Data supplied:
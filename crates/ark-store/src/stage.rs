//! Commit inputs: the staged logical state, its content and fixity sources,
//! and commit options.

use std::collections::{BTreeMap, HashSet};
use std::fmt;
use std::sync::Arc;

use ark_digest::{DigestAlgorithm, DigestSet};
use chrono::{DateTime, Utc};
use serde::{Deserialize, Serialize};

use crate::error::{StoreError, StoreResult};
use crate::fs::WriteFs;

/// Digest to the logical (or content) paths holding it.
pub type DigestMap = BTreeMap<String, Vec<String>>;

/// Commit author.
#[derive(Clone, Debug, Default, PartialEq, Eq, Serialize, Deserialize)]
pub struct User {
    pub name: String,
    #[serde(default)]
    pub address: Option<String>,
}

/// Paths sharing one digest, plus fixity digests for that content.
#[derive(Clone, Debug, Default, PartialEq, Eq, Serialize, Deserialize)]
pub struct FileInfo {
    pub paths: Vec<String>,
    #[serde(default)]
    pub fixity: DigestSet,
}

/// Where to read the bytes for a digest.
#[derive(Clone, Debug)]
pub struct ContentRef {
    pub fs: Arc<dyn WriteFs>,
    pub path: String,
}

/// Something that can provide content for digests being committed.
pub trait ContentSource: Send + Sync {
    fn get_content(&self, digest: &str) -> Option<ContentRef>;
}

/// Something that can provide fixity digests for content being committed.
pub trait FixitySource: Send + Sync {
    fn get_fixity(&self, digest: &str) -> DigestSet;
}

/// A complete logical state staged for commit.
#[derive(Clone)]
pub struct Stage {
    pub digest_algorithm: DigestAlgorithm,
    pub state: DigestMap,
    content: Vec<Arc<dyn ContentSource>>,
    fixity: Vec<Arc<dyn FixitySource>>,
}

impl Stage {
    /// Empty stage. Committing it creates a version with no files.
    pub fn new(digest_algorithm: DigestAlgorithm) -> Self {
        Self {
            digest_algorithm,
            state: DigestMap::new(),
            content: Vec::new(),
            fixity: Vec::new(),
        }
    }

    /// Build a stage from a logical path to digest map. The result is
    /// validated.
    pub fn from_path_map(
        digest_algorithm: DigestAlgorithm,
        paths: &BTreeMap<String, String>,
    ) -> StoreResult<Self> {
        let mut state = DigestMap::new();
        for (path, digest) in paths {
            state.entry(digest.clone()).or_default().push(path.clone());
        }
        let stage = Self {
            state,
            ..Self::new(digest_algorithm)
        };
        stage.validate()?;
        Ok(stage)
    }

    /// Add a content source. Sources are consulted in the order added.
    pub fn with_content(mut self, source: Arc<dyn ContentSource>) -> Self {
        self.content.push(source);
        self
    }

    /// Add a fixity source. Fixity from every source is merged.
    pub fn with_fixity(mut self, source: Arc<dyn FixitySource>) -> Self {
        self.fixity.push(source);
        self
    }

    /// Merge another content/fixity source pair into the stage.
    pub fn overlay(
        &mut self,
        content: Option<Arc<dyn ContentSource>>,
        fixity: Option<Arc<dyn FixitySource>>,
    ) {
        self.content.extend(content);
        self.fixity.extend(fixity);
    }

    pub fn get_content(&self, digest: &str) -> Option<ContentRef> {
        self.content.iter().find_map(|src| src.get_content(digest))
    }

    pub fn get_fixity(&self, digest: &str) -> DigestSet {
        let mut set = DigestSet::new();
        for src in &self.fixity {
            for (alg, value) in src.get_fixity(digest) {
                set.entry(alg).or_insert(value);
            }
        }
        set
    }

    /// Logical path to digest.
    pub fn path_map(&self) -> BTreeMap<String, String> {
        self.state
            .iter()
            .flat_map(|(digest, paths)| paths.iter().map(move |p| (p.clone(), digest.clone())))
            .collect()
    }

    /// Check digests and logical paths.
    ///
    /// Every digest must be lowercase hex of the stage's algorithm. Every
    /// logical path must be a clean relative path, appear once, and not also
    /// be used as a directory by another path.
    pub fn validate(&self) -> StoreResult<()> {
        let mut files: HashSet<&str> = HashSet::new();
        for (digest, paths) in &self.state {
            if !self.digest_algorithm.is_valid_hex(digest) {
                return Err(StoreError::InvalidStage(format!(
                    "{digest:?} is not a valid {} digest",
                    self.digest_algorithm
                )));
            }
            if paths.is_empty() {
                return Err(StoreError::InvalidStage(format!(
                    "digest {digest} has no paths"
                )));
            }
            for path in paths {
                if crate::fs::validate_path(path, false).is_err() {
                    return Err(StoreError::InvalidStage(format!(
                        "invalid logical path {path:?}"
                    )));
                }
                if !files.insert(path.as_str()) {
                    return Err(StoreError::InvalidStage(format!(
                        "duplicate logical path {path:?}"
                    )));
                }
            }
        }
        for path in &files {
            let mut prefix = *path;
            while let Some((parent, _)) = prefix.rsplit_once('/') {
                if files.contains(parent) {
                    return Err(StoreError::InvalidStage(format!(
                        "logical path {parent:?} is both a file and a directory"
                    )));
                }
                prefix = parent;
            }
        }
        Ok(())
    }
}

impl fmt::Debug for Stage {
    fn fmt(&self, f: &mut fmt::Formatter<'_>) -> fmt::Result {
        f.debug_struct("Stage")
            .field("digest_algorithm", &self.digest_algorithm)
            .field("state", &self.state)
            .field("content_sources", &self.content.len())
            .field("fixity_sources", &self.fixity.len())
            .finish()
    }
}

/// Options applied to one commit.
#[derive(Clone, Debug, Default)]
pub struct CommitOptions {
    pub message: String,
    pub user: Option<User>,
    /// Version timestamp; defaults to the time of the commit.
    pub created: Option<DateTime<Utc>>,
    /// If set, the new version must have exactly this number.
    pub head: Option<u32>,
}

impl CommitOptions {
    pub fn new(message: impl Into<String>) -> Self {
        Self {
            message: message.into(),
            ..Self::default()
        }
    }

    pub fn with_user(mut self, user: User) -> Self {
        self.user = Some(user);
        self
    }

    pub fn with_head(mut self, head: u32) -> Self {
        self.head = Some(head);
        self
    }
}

Aim of the task: Please retype the data above exactly, including every line.

Answer for the task:
filename crates/ark-store/src/stage.rs
//! Commit inputs: the staged logical state, its content and fixity sources,
//! and commit options.

use std::collections::{BTreeMap, HashSet};
use std::fmt;
use std::sync::Arc;

use ark_digest::{DigestAlgorithm, DigestSet};
use chrono::{DateTime, Utc};
use serde::{Deserialize, Serialize};

use crate::error::{StoreError, StoreResult};
use crate::fs::WriteFs;

/// Digest to the logical (or content) paths holding it.
pub type DigestMap = BTreeMap<String, Vec<String>>;

/// Commit author.
#[derive(Clone, Debug, Default, PartialEq, Eq, Serialize, Deserialize)]
pub struct User {
    pub name: String,
    #[serde(default)]
    pub address: Option<String>,
}

/// Paths sharing one digest, plus fixity digests for that content.
#[derive(Clone, Debug, Default, PartialEq, Eq, Serialize, Deserialize)]
pub struct FileInfo {
    pub paths: Vec<String>,
    #[serde(default)]
    pub fixity: DigestSet,
}

/// Where to read the bytes for a digest.
#[derive(Clone, Debug)]
pub struct ContentRef {
    pub fs: Arc<dyn WriteFs>,
    pub path: String,
}

/// Something that can provide content for digests being committed.
pub trait ContentSource: Send + Sync {
    fn get_content(&self, digest: &str) -> Option<ContentRef>;
}

/// Something that can provide fixity digests for content being committed.
pub trait FixitySource: Send + Sync {
    fn get_fixity(&self, digest: &str) -> DigestSet;
}

/// A complete logical state staged for commit.
#[derive(Clone)]
pub struct Stage {
    pub digest_algorithm: DigestAlgorithm,
    pub state: DigestMap,
    content: Vec<Arc<dyn ContentSource>>,
    fixity: Vec<Arc<dyn FixitySource>>,
}

impl Stage {
    /// Empty stage. Committing it creates a version with no files.
    pub fn new(digest_algorithm: DigestAlgorithm) -> Self {
        Self {
            digest_algorithm,
            state: DigestMap::new(),
            content: Vec::new(),
            fixity: Vec::new(),
        }
    }

    /// Build a stage from a logical path to digest map. The result is
    /// validated.
    pub fn from_path_map(
        digest_algorithm: DigestAlgorithm,
        paths: &BTreeMap<String, String>,
    ) -> StoreResult<Self> {
        let mut state = DigestMap::new();
        for (path, digest) in paths {
            state.entry(digest.clone()).or_default().push(path.clone());
        }
        let stage = Self {
            state,
            ..Self::new(digest_algorithm)
        };
        stage.validate()?;
        Ok(stage)
    }

    /// Add a content source. Sources are consulted in the order added.
    pub fn with_content(mut self, source: Arc<dyn ContentSource>) -> Self {
        self.content.push(source);
        self
    }

    /// Add a fixity source. Fixity from every source is merged.
    pub fn with_fixity(mut self, source: Arc<dyn FixitySource>) -> Self {
        self.fixity.push(source);
        self
    }

    /// Merge another content/fixity source pair into the stage.
    pub fn overlay(
        &mut self,
        content: Option<Arc<dyn ContentSource>>,
        fixity: Option<Arc<dyn FixitySource>>,
    ) {
        self.content.extend(content);
        self.fixity.extend(fixity);
    }

    pub fn get_content(&self, digest: &str) -> Option<ContentRef> {
        self.content.iter().find_map(|src| src.get_content(digest))
    }

    pub fn get_fixity(&self, digest: &str) -> DigestSet {
        let mut set = DigestSet::new();
        for src in &self.fixity {
            for (alg, value) in src.get_fixity(digest) {
                set.entry(alg).or_insert(value);
            }
        }
        set
    }

    /// Logical path to digest.
    pub fn path_map(&self) -> BTreeMap<String, String> {
        self.state
            .iter()
            .flat_map(|(digest, paths)| paths.iter().map(move |p| (p.clone(), digest.clone())))
            .collect()
    }

    /// Check digests and logical paths.
    ///
    /// Every digest must be lowercase hex of the stage's algorithm. Every
    /// logical path must be a clean relative path, appear once, and not also
    /// be used as a directory by another path.
    pub fn validate(&self) -> StoreResult<()> {
        let mut files: HashSet<&str> = HashSet::new();
        for (digest, paths) in &self.state {
            if !self.digest_algorithm.is_valid_hex(digest) {
                return Err(StoreError::InvalidStage(format!(
                    "{digest:?} is not a valid {} digest",
                    self.digest_algorithm
                )));
            }
            if paths.is_empty() {
                return Err(StoreError::InvalidStage(format!(
                    "digest {digest} has no paths"
                )));
            }
            for path in paths {
                if crate::fs::validate_path(path, false).is_err() {
                    return Err(StoreError::InvalidStage(format!(
                        "invalid logical path {path:?}"
                    )));
                }
                if !files.insert(path.as_str()) {
                    return Err(StoreError::InvalidStage(format!(
                        "duplicate logical path {path:?}"
                    )));
                }
            }
        }
        for path in &files {
            let mut prefix = *path;
            while let Some((parent, _)) = prefix.rsplit_once('/') {
                if files.contains(parent) {
                    return Err(StoreError::InvalidStage(format!(
                        "logical path {parent:?} is both a file and a directory"
                    )));
                }
                prefix = parent;
            }
        }
        Ok(())
    }
}

impl fmt::Debug for Stage {
    fn fmt(&self, f: &mut fmt::Formatter<'_>) -> fmt::Result {
        f.debug_struct("Stage")
            .field("digest_algorithm", &self.digest_algorithm)
            .field("state", &self.state)
            .field("content_sources", &self.content.len())
            .field("fixity_sources", &self.fixity.len())
            .finish()
    }
}

/// Options applied to one commit.
#[derive(Clone, Debug, Default)]
pub struct CommitOptions {
    pub message: String,
    pub user: Option<User>,
    /// Version timestamp; defaults to the time of the commit.
    pub created: Option<DateTime<Utc>>,
    /// If set, the new version must have exactly this number.
    pub head: Option<u32>,
}

impl CommitOptions {
    pub fn new(message: impl Into<String>) -> Self {
        Self {
            message: message.into(),
            ..Self::default()
        }
    }

    pub fn with_user(mut self, user: User) -> Self {
        self.user = Some(user);
        self
    }

    pub fn with_head(mut self, head: u32) -> Self {
        self.head = Some(head);
        self
    }
}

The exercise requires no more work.